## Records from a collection
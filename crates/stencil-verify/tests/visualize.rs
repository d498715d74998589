//! Colored layer rendering. Kept in its own binary since it turns on
//! `console` colors process-wide.

use console::style;
use stencil_core::{Field, FieldCopy, FieldView, HostField, StorageMeta};
use stencil_verify::{
    BoundaryExtent, ErrorMetric, Verification, VerificationReporter, VerificationSpec,
};

#[test]
fn layer_masks_do_not_carry_over() {
    console::set_colors_enabled(true);
    let field = HostField::<f64>::new("u", StorageMeta::new(3, 3, 3));
    let reference = FieldCopy::new(&field);
    field.set(0, 0, 0, 1.0);
    field.set(2, 2, 2, 1.0);

    let mut v = Verification::new(
        FieldView::new(&field),
        reference.to_view(),
        BoundaryExtent::default(),
    );
    assert!(!v.verify(&ErrorMetric::default()).passed());

    let reporter = VerificationReporter::new(VerificationSpec::parse("visualize").unwrap());
    let mut out = Vec::new();
    reporter.report(&v, &mut out).unwrap();
    let text = String::from_utf8(out).unwrap();

    let pass = style("X ").green().to_string();
    let fail = style("X ").red().to_string();
    let blocks: Vec<&str> = text.split("\nk = ").skip(1).collect();
    assert_eq!(blocks.len(), 2);

    let k0: Vec<&str> = blocks[0].lines().collect();
    assert_eq!(k0[0], "0 (u)");
    assert_eq!(k0[4], format!("   | {fail}{pass}{pass} (  0,  0,  0)"));
    assert_eq!(k0[6], format!("   | {pass}{pass}{pass}"));

    // The failure at (0, 0, 0) must not show up in layer 2.
    let k2: Vec<&str> = blocks[1].lines().collect();
    assert_eq!(k2[0], "2 (u)");
    assert_eq!(k2[4], format!("   | {pass}{pass}{pass} (  2,  2,  2)"));
    assert_eq!(k2[5], format!(" i | {pass}{pass}{pass}"));
    assert_eq!(k2[6], format!("   | {pass}{pass}{fail}"));
}
//! String helpers shared by the keyword parsers and the help printers.

use std::str::FromStr;

use crate::StencilError;

/// Split `s` on `delim`, dropping empty tokens.
pub fn tokenize<'a>(s: &'a str, delim: &'a str) -> impl Iterator<Item = &'a str> + 'a {
    s.split(delim).filter(|t| !t.is_empty())
}

/// One `key[=value]` token of a comma-separated keyword option such as
/// `--error=list,k=1-5`.
#[derive(Clone, Copy, Debug, PartialEq, Eq)]
pub struct Keyword<'a> {
    option: &'a str,
    pub name: &'a str,
    pub value: Option<&'a str>,
}

impl<'a> Keyword<'a> {
    fn error(&self, what: String) -> StencilError {
        StencilError::Parse(format!("parsing error in '{}': {what}", self.option))
    }

    /// Reject a value on a flag keyword.
    pub fn flag(&self) -> Result<(), StencilError> {
        match self.value {
            Some(_) => Err(self.error(format!("keyword '{}' cannot have an argument", self.name))),
            None => Ok(()),
        }
    }

    /// The value of a keyword that requires one.
    pub fn value(&self) -> Result<&'a str, StencilError> {
        match self.value {
            Some(v) if !v.is_empty() => Ok(v),
            _ => Err(self.error(format!("missing argument of keyword '{}'", self.name))),
        }
    }

    /// Parse the value of a keyword that requires one.
    pub fn parse_value<T: FromStr>(&self) -> Result<T, StencilError> {
        let value = self.value()?;
        value.trim().parse().map_err(|_| self.invalid(value))
    }

    /// Error for a value the keyword does not accept.
    pub fn invalid(&self, value: &str) -> StencilError {
        self.error(format!("invalid argument '{value}' of keyword '{}'", self.name))
    }

    pub fn unrecognised(&self) -> StencilError {
        self.error(format!("unrecognised keyword '{}'", self.name))
    }
}

/// Split a keyword option string into its keywords. `option` names the
/// command-line option in error messages.
pub fn keywords<'a>(option: &'a str, s: &'a str) -> impl Iterator<Item = Keyword<'a>> + 'a {
    tokenize(s, ",").map(move |token| match token.split_once('=') {
        Some((name, value)) => Keyword {
            option,
            name,
            value: Some(value),
        },
        None => Keyword {
            option,
            name: token,
            value: None,
        },
    })
}

/// Word-wrap `s` into lines of at most `width` columns.
///
/// Every line after the first is indented by `indent` spaces; a single word
/// longer than the available width gets a line of its own.
pub fn split_string(s: &str, width: usize, indent: usize) -> String {
    let pad = " ".repeat(indent);
    let mut out = String::new();
    let mut line_len = 0;

    for word in s.split_whitespace() {
        if line_len > 0 && line_len + 1 + word.len() > width {
            out.push('\n');
            out.push_str(&pad);
            line_len = indent;
        } else if line_len > 0 {
            out.push(' ');
            line_len += 1;
        }
        out.push_str(word);
        line_len += word.len();
    }
    out
}

#[cfg(test)]
mod tests {
    use super::*;

    #[test]
    fn test_tokenize_drops_empty() {
        let tokens: Vec<_> = tokenize(",list,,k=1-2,", ",").collect();
        assert_eq!(tokens, ["list", "k=1-2"]);
        assert_eq!(tokenize("", ",").count(), 0);
    }

    #[test]
    fn test_keywords() {
        let kws: Vec<_> = keywords("--error", "list,,field=u,k=1-3").collect();
        assert_eq!(kws.len(), 3);
        assert_eq!(kws[0].name, "list");
        assert!(kws[0].flag().is_ok());
        assert_eq!(kws[1].value().unwrap(), "u");
        assert_eq!(kws[2].value, Some("1-3"));
    }

    #[test]
    fn test_keyword_errors() {
        let kw = keywords("--error", "list=3").next().unwrap();
        assert_eq!(
            kw.flag().unwrap_err().to_string(),
            "parsing error in '--error': keyword 'list' cannot have an argument"
        );

        let kw = keywords("--error", "field").next().unwrap();
        assert_eq!(
            kw.value().unwrap_err().to_string(),
            "parsing error in '--error': missing argument of keyword 'field'"
        );
        assert_eq!(
            kw.unrecognised().to_string(),
            "parsing error in '--error': unrecognised keyword 'field'"
        );

        let kw = keywords("--benchmark", "reps=ten").next().unwrap();
        assert!(kw.parse_value::<usize>().is_err());
        let kw = keywords("--benchmark", "reps=10").next().unwrap();
        assert_eq!(kw.parse_value::<usize>().unwrap(), 10);
    }

    #[test]
    fn test_split_string_wraps_and_indents() {
        let text = "aaaa bbbb cccc dddd";
        assert_eq!(split_string(text, 11, 2), "aaaa bbbb\n  cccc dddd");
        assert_eq!(split_string(text, 80, 5), text);
    }

    #[test]
    fn test_split_string_long_word() {
        assert_eq!(split_string("a verylongword b", 5, 0), "a\nverylongword\nb");
    }
}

## Task brief
Return the opening line of the data and every line after it through the line containing "pub fn tokenize<'a>(s: &'a", please, exactly as written and with nothing added.

## Solution
filename crates/stencil-verify/tests/visualize.rs
repository d498715d74998589
//! Colored layer rendering. Kept in its own binary since it turns on
//! `console` colors process-wide.

use console::style;
use stencil_core::{Field, FieldCopy, FieldView, HostField, StorageMeta};
use stencil_verify::{
    BoundaryExtent, ErrorMetric, Verification, VerificationReporter, VerificationSpec,
};

#[test]
fn layer_masks_do_not_carry_over() {
    console::set_colors_enabled(true);
    let field = HostField::<f64>::new("u", StorageMeta::new(3, 3, 3));
    let reference = FieldCopy::new(&field);
    field.set(0, 0, 0, 1.0);
    field.set(2, 2, 2, 1.0);

    let mut v = Verification::new(
        FieldView::new(&field),
        reference.to_view(),
        BoundaryExtent::default(),
    );
    assert!(!v.verify(&ErrorMetric::default()).passed());

    let reporter = VerificationReporter::new(VerificationSpec::parse("visualize").unwrap());
    let mut out = Vec::new();
    reporter.report(&v, &mut out).unwrap();
    let text = String::from_utf8(out).unwrap();

    let pass = style("X ").green().to_string();
    let fail = style("X ").red().to_string();
    let blocks: Vec<&str> = text.split("\nk = ").skip(1).collect();
    assert_eq!(blocks.len(), 2);

    let k0: Vec<&str> = blocks[0].lines().collect();
    assert_eq!(k0[0], "0 (u)");
    assert_eq!(k0[4], format!("   | {fail}{pass}{pass} (  0,  0,  0)"));
    assert_eq!(k0[6], format!("   | {pass}{pass}{pass}"));

    // The failure at (0, 0, 0) must not show up in layer 2.
    let k2: Vec<&str> = blocks[1].lines().collect();
    assert_eq!(k2[0], "2 (u)");
    assert_eq!(k2[4], format!("   | {pass}{pass}{pass} (  2,  2,  2)"));
    assert_eq!(k2[5], format!(" i | {pass}{pass}{pass}"));
    assert_eq!(k2[6], format!("   | {pass}{pass}{fail}"));
}
//! String helpers shared by the keyword parsers and the help printers.

use std::str::FromStr;

use crate::StencilError;

/// Split `s` on `delim`, dropping empty tokens.
pub fn tokenize<'a>(s: &'a str, delim: &'a str) -> impl Iterator<Item = &'a str> + 'a {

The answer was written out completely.